赤ワインの謎
日本人の死因の第1位は癌(がん)で、第2位脳卒中、第3位心臓病とつづきますが、欧米では多くの国で心臓病が死因の第1位を占め、その原因として、肉類、卵、牛乳、乳製品のバターやチーズなどによる動物性脂肪の過剰摂取が指摘されています。事実、各国の乳脂肪摂取量と心臓病死亡率の関係をみますと、乳脂肪摂取量の多い国ほど心臓病死亡率が高い、という正比例の関係があります。
例外中の例外はフランスで、同国では癌が死因の第1位、心臓病は第2位。フランス料理は伝統的に、ソースにバターや生クリームをたっぷりつかい、デザートにチーズを食べます。

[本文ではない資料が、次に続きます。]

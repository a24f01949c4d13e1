use analysis_core::{
    AnalysisError, HistoryProvider, Interval, NewsHeadline, NewsSource, Period, PriceHistory, Ticker,
};
use async_trait::async_trait;
use reqwest::{Client, StatusCode};
use std::time::Duration;

mod chart;
mod news;

use chart::{history_from_chart, ChartEnvelope};
use news::{headlines_from_search, SearchResponse};

pub const DEFAULT_CHART_URL: &str = "https://query2.finance.yahoo.com/v8/finance/chart";
pub const DEFAULT_SEARCH_URL: &str = "https://query2.finance.yahoo.com/v1/finance/search";

const USER_AGENT: &str = "Mozilla/5.0 (Windows NT 10.0; Win64; x64) AppleWebKit/537.36";

#[derive(Debug, Clone)]
pub struct YahooClientConfig {
    pub chart_url: String,
    pub search_url: String,
    pub timeout: Duration,
}

impl Default for YahooClientConfig {
    fn default() -> Self {
        Self {
            chart_url: DEFAULT_CHART_URL.to_string(),
            search_url: DEFAULT_SEARCH_URL.to_string(),
            timeout: Duration::from_secs(10),
        }
    }
}

/// Yahoo Finance chart + search client.
#[derive(Clone)]
pub struct YahooFinanceClient {
    client: Client,
    chart_url: String,
    search_url: String,
    timeout: Duration,
}

impl YahooFinanceClient {
    pub fn new(config: YahooClientConfig) -> Result<Self, AnalysisError> {
        let client = Client::builder()
            .user_agent(USER_AGENT)
            .timeout(config.timeout)
            .build()
            .map_err(|e| AnalysisError::ApiError(e.to_string()))?;

        Ok(Self {
            client,
            chart_url: config.chart_url.trim_end_matches('/').to_string(),
            search_url: config.search_url,
            timeout: config.timeout,
        })
    }

    fn map_transport(&self, e: reqwest::Error) -> AnalysisError {
        if e.is_timeout() {
            AnalysisError::Timeout(self.timeout.as_secs())
        } else {
            AnalysisError::ApiError(e.to_string())
        }
    }

    /// Get adjusted price history for the trailing `period` at `interval` granularity
    pub async fn get_history(
        &self,
        ticker: &Ticker,
        period: Period,
        interval: Interval,
    ) -> Result<PriceHistory, AnalysisError> {
        let url = format!("{}/{}", self.chart_url, ticker);

        let response = self
            .client
            .get(&url)
            .query(&[
                ("range", period.as_str()),
                ("interval", interval.as_str()),
                ("events", "div,splits"),
                ("includeAdjustedClose", "true"),
            ])
            .send()
            .await
            .map_err(|e| self.map_transport(e))?;

        // Unknown symbols come back as 404 with a chart.error body
        if response.status() == StatusCode::NOT_FOUND {
            tracing::info!("No chart data for {} ({} / {})", ticker, period, interval);
            return Ok(PriceHistory::empty());
        }
        let status = response.status();
        if !status.is_success() {
            let body = response.text().await.unwrap_or_default();
            return Err(AnalysisError::ApiError(format!("HTTP {}: {}", status, body)));
        }

        let envelope: ChartEnvelope = response.json().await.map_err(|e| self.map_transport(e))?;
        let history = history_from_chart(envelope)?;

        tracing::debug!(
            "Fetched {} bars for {} ({} / {})",
            history.len(),
            ticker,
            period,
            interval
        );
        Ok(history)
    }

    /// Get the most recent headlines mentioning `ticker`
    pub async fn get_news(&self, ticker: &Ticker, limit: usize) -> Result<Vec<NewsHeadline>, AnalysisError> {
        let news_count = limit.to_string();
        let response = self
            .client
            .get(&self.search_url)
            .query(&[
                ("q", ticker.as_str()),
                ("quotesCount", "0"),
                ("newsCount", news_count.as_str()),
            ])
            .send()
            .await
            .map_err(|e| self.map_transport(e))?;

        let status = response.status();
        if !status.is_success() {
            let body = response.text().await.unwrap_or_default();
            return Err(AnalysisError::NewsUnavailable(format!("HTTP {}: {}", status, body)));
        }

        let search: SearchResponse = response
            .json()
            .await
            .map_err(|e| AnalysisError::NewsUnavailable(e.to_string()))?;

        Ok(headlines_from_search(search, limit))
    }
}

#[async_trait]
impl HistoryProvider for YahooFinanceClient {
    async fn fetch(
        &self,
        ticker: &Ticker,
        period: Period,
        interval: Interval,
    ) -> Result<PriceHistory, AnalysisError> {
        self.get_history(ticker, period, interval).await
    }
}

#[async_trait]
impl NewsSource for YahooFinanceClient {
    async fn headlines(&self, ticker: &Ticker, limit: usize) -> Result<Vec<NewsHeadline>, AnalysisError> {
        self.get_news(ticker, limit).await
    }
}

この結果、乳脂肪摂取量はドイツなどより多いにもかかわらず、心臓病死亡率はドイツの半数におさえられています。
この矛盾は「フレンチ・パラドックス」とよばれ、動脈硬化学説を支持する医学者の頭をなやませてきました。
フレンチ・パラドックスの謎(なぞ)を解いた論文がイギリスの権威ある医学週刊誌『ランセット』(1992年6月20日号)に掲載され、注目をあびました。それによると、各国の1日1人当たりの乳脂肪摂取量にワイン摂取量の影響を加味して次の式のように補正しますと、yは各国の心臓病死亡率に近い値をとるといいます。
y = 145 + 乳脂肪摂取量 × 0.138 - ワイン摂取量 × 0.917
つまり動物性脂肪の摂取量が多くても、ワインをのんでいれば、心臓病のリスクが軽減されることが、この論文で示唆されたのです。
この情報をいちはやく入手したアメリカのCBSテレビのニュース番組『60 MINUTES』が、フランスに心臓病で死亡する人が少ないのは、赤ワインを毎日のんでいるからだと報じたため、全米の店頭から赤ワインがきえる騒ぎまでおこりました。
ただし、フランス人の平均摂取量(1日当たり180ミリリットル)以上に度をこしてのめば、アルコール性肝障害の危険が高まります。心臓病の少ないフランスは、アルコール性肝硬変の世界一多い国でもあることを、おわすれなく。